BNP Paribas (BNP) To Be Suspended From Transacting In US Dollars : Report

The Wall Street Journal reports that U.S. prosecutors have reached a settlement over fraud claims at BNP Paribas (BNP) that will see France’s largest lender temporarily banned from handling transactions in U.S. dollars.

Citing unidentified people close to the probe, the publication says BNP faces a fine of between $8 billion and $9 billion for allegedly covering up $30 billion-worth of transaction that violate U.S. sanctions. The dollar-trading ban would last several months, the report notes. Earlier in the negotiations, France’s President Francois Hollande called the U.S. demands “unfair” and “disproportionate”, and said the ban on transacting in U.S. dollars threatens not just the bank but economic stability of the euro zone.

The New York Department of Financial Services has also demanded a guilty plea from BNP to a criminal charge of conspiring to violate the International Emergency Economic Powers Act, as well as the firings of 30 employees-said to be involved in the allegedly illicit trades.
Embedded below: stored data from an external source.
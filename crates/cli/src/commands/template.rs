//! Template command handler.
//!
//! Every editing command opens the template, applies one change, and prints
//! the resulting outline. Changes are persisted by the editor as they are
//! made, and the working copy is kept in `.autodpia/working.json` so the next
//! command resumes from it instead of the stored template.

use autodpia_core::{config::AppConfig, AppError, AppResult};
use autodpia_template::local::LOCAL_OWNER_ID;
use autodpia_template::{
    parse_structure, render_outline, ExtractionRunner, LocalStorage, PromptSource, StepMap,
    TemplateEditor, WorkingCopyStore,
};
use clap::{Args, Subcommand};
use std::path::{Path, PathBuf};
use std::time::Duration;

use super::open_backend;

/// List, inspect and edit templates
#[derive(Args, Debug)]
pub struct TemplateCommand {
    #[command(subcommand)]
    pub action: TemplateAction,
}

#[derive(Subcommand, Debug)]
pub enum TemplateAction {
    /// List available templates
    List {
        /// Output as JSON
        #[arg(long)]
        json: bool,
    },
    /// Show a template's steps, parts and prompts
    Show {
        name: String,
        /// Output the structure as JSON
        #[arg(long)]
        json: bool,
    },
    /// Save a copy of an existing template under a new name
    Create {
        name: String,
        /// Template to copy
        #[arg(long)]
        from: String,
    },
    /// Delete a user-owned template
    Delete { name: String },
    /// Forget the kept working copy so the next command reloads the template
    Discard,
    /// Report prompt sources that will not resolve
    Check {
        name: String,
        /// Output as JSON
        #[arg(long)]
        json: bool,
    },
    /// Apply one edit to a template
    Edit(EditCommand),
    /// Extract a new template from a document (Ctrl-C cancels)
    Extract {
        file: PathBuf,
        /// Output as JSON
        #[arg(long)]
        json: bool,
    },
    /// Add a template from a JSON structure file (local backend)
    Import {
        name: String,
        file: PathBuf,
        /// Mark the template as built-in (read-only)
        #[arg(long)]
        builtin: bool,
    },
}

/// Apply one edit to a template
#[derive(Args, Debug)]
pub struct EditCommand {
    /// Template to edit
    pub name: String,

    #[command(subcommand)]
    pub op: EditOp,
}

#[derive(Subcommand, Debug)]
pub enum EditOp {
    /// Insert a new step after the given one, shifting later steps down
    AddStep { after: String },
    /// Delete a step and renumber the rest
    DeleteStep { key: String },
    /// Rename a step key
    RenameStep { key: String, new_key: String },
    /// Insert a new part after the given one
    AddPart { step: String, after: String },
    /// Delete a part
    DeletePart { step: String, title: String },
    /// Rename a part title
    RenamePart {
        step: String,
        title: String,
        new_title: String,
    },
    /// Replace a prompt's text
    SetPrompt {
        step: String,
        title: String,
        /// New prompt text
        #[arg(required_unless_present = "file")]
        content: Option<String>,
        /// Read the prompt text from a file
        #[arg(long, conflicts_with = "content")]
        file: Option<PathBuf>,
    },
    /// Set or clear the step/part that feeds a prompt
    SetSource {
        step: String,
        title: String,
        /// Source step (omit both to clear)
        #[arg(long, default_value = "")]
        from_step: String,
        /// Source part title
        #[arg(long, default_value = "")]
        from_section: String,
    },
}

impl TemplateCommand {
    pub async fn execute(&self, config: &AppConfig) -> AppResult<()> {
        match &self.action {
            TemplateAction::List { json } => list(config, *json).await,
            TemplateAction::Show { name, json } => show(config, name, *json).await,
            TemplateAction::Create { name, from } => create(config, name, from).await,
            TemplateAction::Delete { name } => delete(config, name).await,
            TemplateAction::Discard => discard(config),
            TemplateAction::Check { name, json } => check(config, name, *json).await,
            TemplateAction::Edit(cmd) => cmd.execute(config).await,
            TemplateAction::Extract { file, json } => extract(config, file, *json).await,
            TemplateAction::Import {
                name,
                file,
                builtin,
            } => import(config, name, file, *builtin),
        }
    }
}

fn editor(config: &AppConfig) -> AppResult<TemplateEditor> {
    Ok(TemplateEditor::new(open_backend(config)?.storage))
}

fn working_copy(config: &AppConfig) -> WorkingCopyStore {
    WorkingCopyStore::new(config.working_copy_path())
}

/// Open `name`, failing if the catalogue does not have it.
///
/// Resumes the kept working copy when it belongs to `name`; otherwise
/// selects the stored template and starts a new working copy.
async fn open(config: &AppConfig, name: &str) -> AppResult<TemplateEditor> {
    let mut editor = editor(config)?;
    if !editor.refresh().await.iter().any(|t| t.name == name) {
        return Err(AppError::NotFound(format!("Template '{}'", name)));
    }

    let store = working_copy(config);
    match store.load(name) {
        Some(structure) => editor.resume(name, structure).await,
        None => editor.select_template(name).await,
    }
    keep(&store, &editor)?;
    Ok(editor)
}

/// Store the editor's working copy for the next command.
fn keep(store: &WorkingCopyStore, editor: &TemplateEditor) -> AppResult<()> {
    if let (Some(name), Some(structure)) = (editor.selected(), editor.structure()) {
        store.save(name, structure)?;
    }
    Ok(())
}

fn print_outline(name: &str, structure: &StepMap) -> AppResult<()> {
    print!("{}", render_outline(name, structure)?);
    Ok(())
}

async fn list(config: &AppConfig, json: bool) -> AppResult<()> {
    tracing::info!("Executing template list command");
    let mut editor = editor(config)?;
    let templates = editor.refresh().await;

    if json {
        let output: Vec<_> = templates
            .iter()
            .map(|t| {
                serde_json::json!({
                    "name": t.name,
                    "builtin": t.is_builtin(),
                    "steps": parse_structure(&t.data).map(|s| s.len()).unwrap_or(0),
                })
            })
            .collect();
        println!("{}", serde_json::to_string_pretty(&output)?);
    } else if templates.is_empty() {
        println!("No templates found");
    } else {
        for template in templates {
            let marker = if template.is_builtin() { " (built-in)" } else { "" };
            println!("{}{}", template.name, marker);
        }
    }
    Ok(())
}

async fn show(config: &AppConfig, name: &str, json: bool) -> AppResult<()> {
    tracing::info!("Executing template show command for '{}'", name);
    let editor = open(config, name).await?;
    let structure = editor.structure().cloned().unwrap_or_default();

    if json {
        println!("{}", serde_json::to_string_pretty(&structure)?);
    } else {
        print_outline(name, &structure)?;
    }
    Ok(())
}

async fn create(config: &AppConfig, name: &str, from: &str) -> AppResult<()> {
    tracing::info!("Executing template create command: '{}' from '{}'", name, from);
    let mut editor = open(config, from).await?;
    editor.create_template(name).await?;

    // Further edits continue on the new template
    if let Some(structure) = editor.structure() {
        working_copy(config).save(name.trim(), structure)?;
    }
    println!("Created template '{}' from '{}'", name.trim(), from);
    Ok(())
}

async fn delete(config: &AppConfig, name: &str) -> AppResult<()> {
    tracing::info!("Executing template delete command for '{}'", name);
    let mut editor = editor(config)?;
    editor.delete_template(name).await?;

    let store = working_copy(config);
    if store.current().as_deref() == Some(name) {
        store.clear()?;
    }
    println!("Deleted template '{}'", name);
    Ok(())
}

fn discard(config: &AppConfig) -> AppResult<()> {
    let store = working_copy(config);
    match store.current() {
        Some(name) => {
            store.clear()?;
            println!("Discarded working copy of '{}'", name);
        }
        None => println!("No working copy"),
    }
    Ok(())
}

async fn check(config: &AppConfig, name: &str, json: bool) -> AppResult<()> {
    tracing::info!("Executing template check command for '{}'", name);
    let editor = open(config, name).await?;
    let warnings = editor.check_sources()?;

    if json {
        println!("{}", serde_json::to_string_pretty(&warnings)?);
    } else if warnings.is_empty() {
        println!("All prompt sources resolve");
    } else {
        for warning in &warnings {
            println!("{}", warning);
        }
    }
    Ok(())
}

impl EditCommand {
    pub async fn execute(&self, config: &AppConfig) -> AppResult<()> {
        tracing::info!("Executing template edit command for '{}'", self.name);
        let mut editor = open(config, &self.name).await?;

        let changed = match &self.op {
            EditOp::AddStep { after } => editor.add_step(after).await?,
            EditOp::DeleteStep { key } => editor.delete_step(key).await?,
            EditOp::RenameStep { key, new_key } => editor.rename_step(key, new_key).await?,
            EditOp::AddPart { step, after } => match editor.add_part(step, after).await? {
                Some(title) => {
                    println!("Added part '{}'", title);
                    true
                }
                None => false,
            },
            EditOp::DeletePart { step, title } => editor.delete_part(step, title).await?,
            EditOp::RenamePart {
                step,
                title,
                new_title,
            } => editor.rename_part(step, title, new_title).await?,
            EditOp::SetPrompt {
                step,
                title,
                content,
                file,
            } => {
                let content = match (content, file) {
                    (_, Some(path)) => std::fs::read_to_string(path)?,
                    (Some(text), None) => text.clone(),
                    (None, None) => String::new(),
                };
                editor.set_prompt_content(step, title, &content).await?
            }
            EditOp::SetSource {
                step,
                title,
                from_step,
                from_section,
            } => {
                editor
                    .set_prompt_source(step, title, PromptSource::new(from_step, from_section))
                    .await?
            }
        };

        if changed {
            keep(&working_copy(config), &editor)?;
        } else {
            println!("No changes");
        }
        if let Some(structure) = editor.structure() {
            print_outline(&self.name, structure)?;
        }
        for warning in editor.check_sources()? {
            tracing::warn!("Unresolved source: {}", warning);
        }
        Ok(())
    }
}

async fn extract(config: &AppConfig, file: &Path, json: bool) -> AppResult<()> {
    tracing::info!("Executing template extract command for {:?}", file);
    let extractor = open_backend(config)?.extractor.ok_or_else(|| {
        AppError::Config(format!(
            "Template extraction is not available with the {} backend",
            config.backend
        ))
    })?;

    let runner = ExtractionRunner::new(Duration::from_millis(config.poll_interval_ms));
    let cancel = async {
        if tokio::signal::ctrl_c().await.is_err() {
            // No signal handler; never cancel
            std::future::pending::<()>().await;
        }
    };

    eprintln!("Extracting template from {:?} (Ctrl-C to cancel)...", file);
    let outcome = runner.run(extractor.as_ref(), file, cancel).await?;

    match (outcome.structure(), json) {
        (Some(structure), true) => println!("{}", serde_json::to_string_pretty(&structure)?),
        (Some(structure), false) => print_outline("Extracted template", &structure)?,
        (None, true) => println!("{}", serde_json::to_string_pretty(&outcome.result)?),
        (None, false) => println!(
            "{}",
            outcome.message().unwrap_or("Extraction finished")
        ),
    }
    Ok(())
}

fn import(config: &AppConfig, name: &str, file: &Path, builtin: bool) -> AppResult<()> {
    tracing::info!("Executing template import command for '{}'", name);
    if config.backend != "local" {
        return Err(AppError::Config(
            "Importing is only supported with the local backend".to_string(),
        ));
    }

    let data = std::fs::read_to_string(file)?;
    let structure = parse_structure(&data)?;
    let owner = if builtin { 0 } else { LOCAL_OWNER_ID };

    LocalStorage::new(config.templates_dir()).import(name, Some(owner), structure)?;
    println!("Imported template '{}'", name);
    Ok(())
}
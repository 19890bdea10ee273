//! Template structure editing for AutoDPIA.
//!
//! This crate provides:
//! - The ordered step/part/prompt model and its JSON wire format
//! - Pure structure transforms (add, delete, rename, renumber)
//! - The editor session that persists every change through a storage backend
//! - Local file storage, the kept working copy and the extraction task runner
//! - Source dependency checks and a plain-text outline renderer

pub mod editor;
pub mod extract;
pub mod local;
pub mod ordered;
pub mod outline;
pub mod sources;
pub mod step_key;
pub mod storage;
pub mod structure;
pub mod types;
pub mod working;

#[cfg(test)]
mod testing;

// Re-export main types
pub use editor::{EditorState, TemplateEditor};
pub use extract::{ExtractionOutcome, ExtractionRunner};
pub use local::LocalStorage;
pub use ordered::OrderedMap;
pub use outline::render_outline;
pub use sources::{check_sources, SourceIssue, SourceWarning};
pub use step_key::StepKey;
pub use storage::{TaskId, TaskStatus, TemplateExtractor, TemplateStorage};
pub use types::{
    parse_structure, serialize_structure, PartMap, Prompt, PromptSource, StepMap, TemplateRecord,
    DEFAULT_PART_TITLE,
};
pub use working::WorkingCopyStore;
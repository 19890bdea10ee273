//! Backend integration crate for AutoDPIA.
//!
//! This crate talks to the AutoDPIA HTTP API: session management, remote
//! template storage and the upload/start/poll/cancel task protocol.
//!
//! # Example
//! ```no_run
//! use autodpia_api::{ApiClient, RemoteStorage};
//! use autodpia_template::TemplateStorage;
//! use std::time::Duration;
//!
//! # async fn example() -> Result<(), Box<dyn std::error::Error>> {
//! let client = ApiClient::new("http://localhost:8080", Duration::from_secs(30))?
//!     .with_token(Some("token".to_string()));
//! let storage = RemoteStorage::new(client);
//! for record in storage.list_templates().await? {
//!     println!("{}", record.name);
//! }
//! # Ok(())
//! # }
//! ```

pub mod client;
pub mod factory;
pub mod session;
pub mod storage;
pub mod types;

// Re-export main types
pub use client::ApiClient;
pub use factory::{create_backend, Backend};
pub use session::{resolve_token, TokenStore};
pub use storage::RemoteStorage;
pub use types::EXTRACT_TEMPLATE_TASK;
//! In-memory storage double shared by the crate's tests.

use autodpia_core::{AppError, AppResult};
use std::sync::atomic::{AtomicBool, Ordering};
use std::sync::Mutex;

use crate::storage::TemplateStorage;
use crate::types::{serialize_structure, StepMap, TemplateRecord};

#[derive(Default)]
pub(crate) struct MemoryStorage {
    templates: Mutex<Vec<TemplateRecord>>,
    saves: Mutex<Vec<(String, String)>>,
    pub(crate) fail_saves: AtomicBool,
    pub(crate) fail_loads: AtomicBool,
}

impl MemoryStorage {
    pub(crate) fn with_templates(templates: Vec<TemplateRecord>) -> Self {
        Self {
            templates: Mutex::new(templates),
            ..Default::default()
        }
    }

    pub(crate) fn record(name: &str, owner_id: Option<i64>, data: &str) -> TemplateRecord {
        TemplateRecord {
            name: name.to_string(),
            owner_id,
            data: data.to_string(),
        }
    }

    /// Every successful `save_structure` call as (name, json).
    pub(crate) fn saves(&self) -> Vec<(String, String)> {
        self.saves.lock().unwrap().clone()
    }

    pub(crate) fn names(&self) -> Vec<String> {
        self.templates
            .lock()
            .unwrap()
            .iter()
            .map(|t| t.name.clone())
            .collect()
    }
}

#[async_trait::async_trait]
impl TemplateStorage for MemoryStorage {
    fn backend_name(&self) -> &str {
        "memory"
    }

    async fn list_templates(&self) -> AppResult<Vec<TemplateRecord>> {
        if self.fail_loads.load(Ordering::SeqCst) {
            return Err(AppError::Load("storage offline".to_string()));
        }
        Ok(self.templates.lock().unwrap().clone())
    }

    async fn load_template(&self, name: &str) -> AppResult<String> {
        if self.fail_loads.load(Ordering::SeqCst) {
            return Err(AppError::Load("storage offline".to_string()));
        }
        self.templates
            .lock()
            .unwrap()
            .iter()
            .find(|t| t.name == name)
            .map(|t| t.data.clone())
            .ok_or_else(|| AppError::NotFound(format!("Template '{}'", name)))
    }

    async fn save_structure(&self, name: &str, structure: &StepMap) -> AppResult<()> {
        if self.fail_saves.load(Ordering::SeqCst) {
            return Err(AppError::Save("storage offline".to_string()));
        }
        let json = serialize_structure(structure)?;
        self.saves.lock().unwrap().push((name.to_string(), json));
        Ok(())
    }

    async fn save_template_name(&self, name: &str) -> AppResult<()> {
        let working_copy = self
            .saves
            .lock()
            .unwrap()
            .last()
            .map(|(_, json)| json.clone())
            .ok_or_else(|| AppError::Save("no working copy".to_string()))?;

        let mut templates = self.templates.lock().unwrap();
        if templates.iter().any(|t| t.name == name) {
            return Err(AppError::NameConflict(format!(
                "Template '{}' already exists",
                name
            )));
        }
        templates.push(Self::record(name, Some(1), &working_copy));
        Ok(())
    }

    async fn delete_template(&self, name: &str) -> AppResult<()> {
        let mut templates = self.templates.lock().unwrap();
        let before = templates.len();
        templates.retain(|t| t.name != name || t.is_builtin());
        if templates.len() == before {
            return Err(AppError::NotFound(format!("Template '{}'", name)));
        }
        Ok(())
    }
}
//! Insertion-ordered string-keyed map.
//!
//! Template bodies are JSON objects whose key order carries meaning (step
//! order, part order). `OrderedMap` keeps entries in a `Vec` so that order
//! survives every edit and every serde round-trip.

use serde::de::{MapAccess, Visitor};
use serde::ser::SerializeMap;
use serde::{Deserialize, Deserializer, Serialize, Serializer};
use std::fmt;
use std::marker::PhantomData;

/// A map from `String` keys to `V` that preserves insertion order.
#[derive(Debug, Clone, PartialEq, Eq)]
pub struct OrderedMap<V> {
    entries: Vec<(String, V)>,
}

impl<V> Default for OrderedMap<V> {
    fn default() -> Self {
        Self {
            entries: Vec::new(),
        }
    }
}

impl<V> OrderedMap<V> {
    pub fn new() -> Self {
        Self::default()
    }

    pub fn len(&self) -> usize {
        self.entries.len()
    }

    pub fn is_empty(&self) -> bool {
        self.entries.is_empty()
    }

    /// Index of `key` in iteration order.
    pub fn position(&self, key: &str) -> Option<usize> {
        self.entries.iter().position(|(k, _)| k == key)
    }

    pub fn contains_key(&self, key: &str) -> bool {
        self.position(key).is_some()
    }

    pub fn get(&self, key: &str) -> Option<&V> {
        self.entries.iter().find(|(k, _)| k == key).map(|(_, v)| v)
    }

    pub fn get_mut(&mut self, key: &str) -> Option<&mut V> {
        self.entries
            .iter_mut()
            .find(|(k, _)| k == key)
            .map(|(_, v)| v)
    }

    /// Entry at `index` in iteration order.
    pub fn get_index(&self, index: usize) -> Option<(&str, &V)> {
        self.entries.get(index).map(|(k, v)| (k.as_str(), v))
    }

    pub fn first(&self) -> Option<(&str, &V)> {
        self.get_index(0)
    }

    /// Insert or replace. A replaced key keeps its position.
    pub fn insert(&mut self, key: impl Into<String>, value: V) -> Option<V> {
        let key = key.into();
        match self.position(&key) {
            Some(index) => Some(std::mem::replace(&mut self.entries[index].1, value)),
            None => {
                self.entries.push((key, value));
                None
            }
        }
    }

    /// Insert a new key at `index` (clamped to the length).
    ///
    /// Returns `false` and leaves the map untouched if the key already exists.
    pub fn insert_at(&mut self, index: usize, key: impl Into<String>, value: V) -> bool {
        let key = key.into();
        if self.contains_key(&key) {
            return false;
        }
        let index = index.min(self.entries.len());
        self.entries.insert(index, (key, value));
        true
    }

    /// Remove a key, shifting later entries down.
    pub fn remove(&mut self, key: &str) -> Option<V> {
        let index = self.position(key)?;
        Some(self.entries.remove(index).1)
    }

    /// Replace `old` with `new` in place, keeping position and value.
    ///
    /// Returns `false` when `old` is missing or `new` is already taken by
    /// another entry.
    pub fn rename_key(&mut self, old: &str, new: impl Into<String>) -> bool {
        let new = new.into();
        let Some(index) = self.position(old) else {
            return false;
        };
        if new != old && self.contains_key(&new) {
            return false;
        }
        self.entries[index].0 = new;
        true
    }

    pub fn keys(&self) -> impl Iterator<Item = &str> {
        self.entries.iter().map(|(k, _)| k.as_str())
    }

    pub fn values(&self) -> impl Iterator<Item = &V> {
        self.entries.iter().map(|(_, v)| v)
    }

    pub fn iter(&self) -> impl Iterator<Item = (&str, &V)> {
        self.entries.iter().map(|(k, v)| (k.as_str(), v))
    }

    /// Rebuild the map with every key passed through `f`.
    ///
    /// The caller guarantees `f` is injective over the current keys.
    pub(crate) fn map_keys(self, mut f: impl FnMut(&str) -> String) -> Self {
        Self {
            entries: self
                .entries
                .into_iter()
                .map(|(k, v)| (f(&k), v))
                .collect(),
        }
    }
}

impl<V> FromIterator<(String, V)> for OrderedMap<V> {
    /// Duplicate keys keep the first position and the last value.
    fn from_iter<I: IntoIterator<Item = (String, V)>>(iter: I) -> Self {
        let mut map = Self::new();
        for (k, v) in iter {
            map.insert(k, v);
        }
        map
    }
}

impl<V> IntoIterator for OrderedMap<V> {
    type Item = (String, V);
    type IntoIter = std::vec::IntoIter<(String, V)>;

    fn into_iter(self) -> Self::IntoIter {
        self.entries.into_iter()
    }
}

impl<V: Serialize> Serialize for OrderedMap<V> {
    fn serialize<S: Serializer>(&self, serializer: S) -> Result<S::Ok, S::Error> {
        let mut map = serializer.serialize_map(Some(self.entries.len()))?;
        for (k, v) in &self.entries {
            map.serialize_entry(k, v)?;
        }
        map.end()
    }
}

struct OrderedMapVisitor<V> {
    marker: PhantomData<V>,
}

impl<'de, V: Deserialize<'de>> Visitor<'de> for OrderedMapVisitor<V> {
    type Value = OrderedMap<V>;

    fn expecting(&self, formatter: &mut fmt::Formatter) -> fmt::Result {
        formatter.write_str("a map with string keys")
    }

    fn visit_map<A: MapAccess<'de>>(self, mut access: A) -> Result<Self::Value, A::Error> {
        let mut map = OrderedMap::new();
        while let Some((key, value)) = access.next_entry::<String, V>()? {
            map.insert(key, value);
        }
        Ok(map)
    }
}

impl<'de, V: Deserialize<'de>> Deserialize<'de> for OrderedMap<V> {
    fn deserialize<D: Deserializer<'de>>(deserializer: D) -> Result<Self, D::Error> {
        deserializer.deserialize_map(OrderedMapVisitor {
            marker: PhantomData,
        })
    }
}
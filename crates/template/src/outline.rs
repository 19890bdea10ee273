//! Plain-text outline of a template structure.

use autodpia_core::{AppError, AppResult};
use handlebars::Handlebars;
use serde::Serialize;

use crate::structure::entry_point;
use crate::types::StepMap;

const OUTLINE_TEMPLATE: &str = "# {{name}}\n\
{{#each steps}}\n[{{key}}]\n\
{{#each parts}}  - {{title}}{{#if entry}} (entry point){{/if}}{{#if source}} <- {{source}}{{/if}}\n\
{{#if content}}{{content}}\n{{/if}}\
{{/each}}\
{{else}}\n(no steps)\n\
{{/each}}";

#[derive(Serialize)]
struct OutlineView<'a> {
    name: &'a str,
    steps: Vec<OutlineStep<'a>>,
}

#[derive(Serialize)]
struct OutlineStep<'a> {
    key: &'a str,
    parts: Vec<OutlinePart<'a>>,
}

#[derive(Serialize)]
struct OutlinePart<'a> {
    title: &'a str,
    entry: bool,
    source: Option<String>,
    content: String,
}

/// Render a template as an indented outline of steps, parts and prompts.
pub fn render_outline(name: &str, structure: &StepMap) -> AppResult<String> {
    let entry = entry_point(structure);
    let steps = structure
        .iter()
        .map(|(key, parts)| OutlineStep {
            key,
            parts: parts
                .iter()
                .map(|(title, prompt)| OutlinePart {
                    title,
                    entry: Some((key, title)) == entry,
                    source: (!prompt.from.is_empty())
                        .then(|| format!("{} / {}", prompt.from.step, prompt.from.section)),
                    content: indent(&prompt.content, "      "),
                })
                .collect(),
        })
        .collect();

    render(&OutlineView { name, steps })
}

fn render(view: &OutlineView<'_>) -> AppResult<String> {
    let mut handlebars = Handlebars::new();

    // Disable HTML escaping for plain text
    handlebars.register_escape_fn(handlebars::no_escape);

    handlebars
        .register_template_string("outline", OUTLINE_TEMPLATE)
        .map_err(|e| AppError::Template(format!("Failed to register outline template: {}", e)))?;

    handlebars
        .render("outline", view)
        .map_err(|e| AppError::Template(format!("Failed to render outline: {}", e)))
}

fn indent(text: &str, prefix: &str) -> String {
    text.lines()
        .map(|line| format!("{}{}", prefix, line))
        .collect::<Vec<_>>()
        .join("\n")
}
U.S. prosecutors claim that BNP used regional overseas banks between 2002 and 2007 to route funds linked to companies and government agencies based in Sudan—at a time when the nation was being accused by the U.S. and its allies of committing genocide in that country’s Darfur region.

Overall, U.S. authorities scrutinized more than $100 billion of transactions that raised suspicions before finding evidence that $30 billion was intentionally hidden by the Paris-based bank to avoid detection by sanctions enforcers. While the majority of those transactions involved Sudan, the report notes that BNP also facilitated such transfers for Iran and other sanctioned countries.

The fine would make BNP Paribas the second major European bank to plead guilty in the U.S. this year. In May, Credit Suisse Group AG (CS)  agreed to pay $2.6 billion.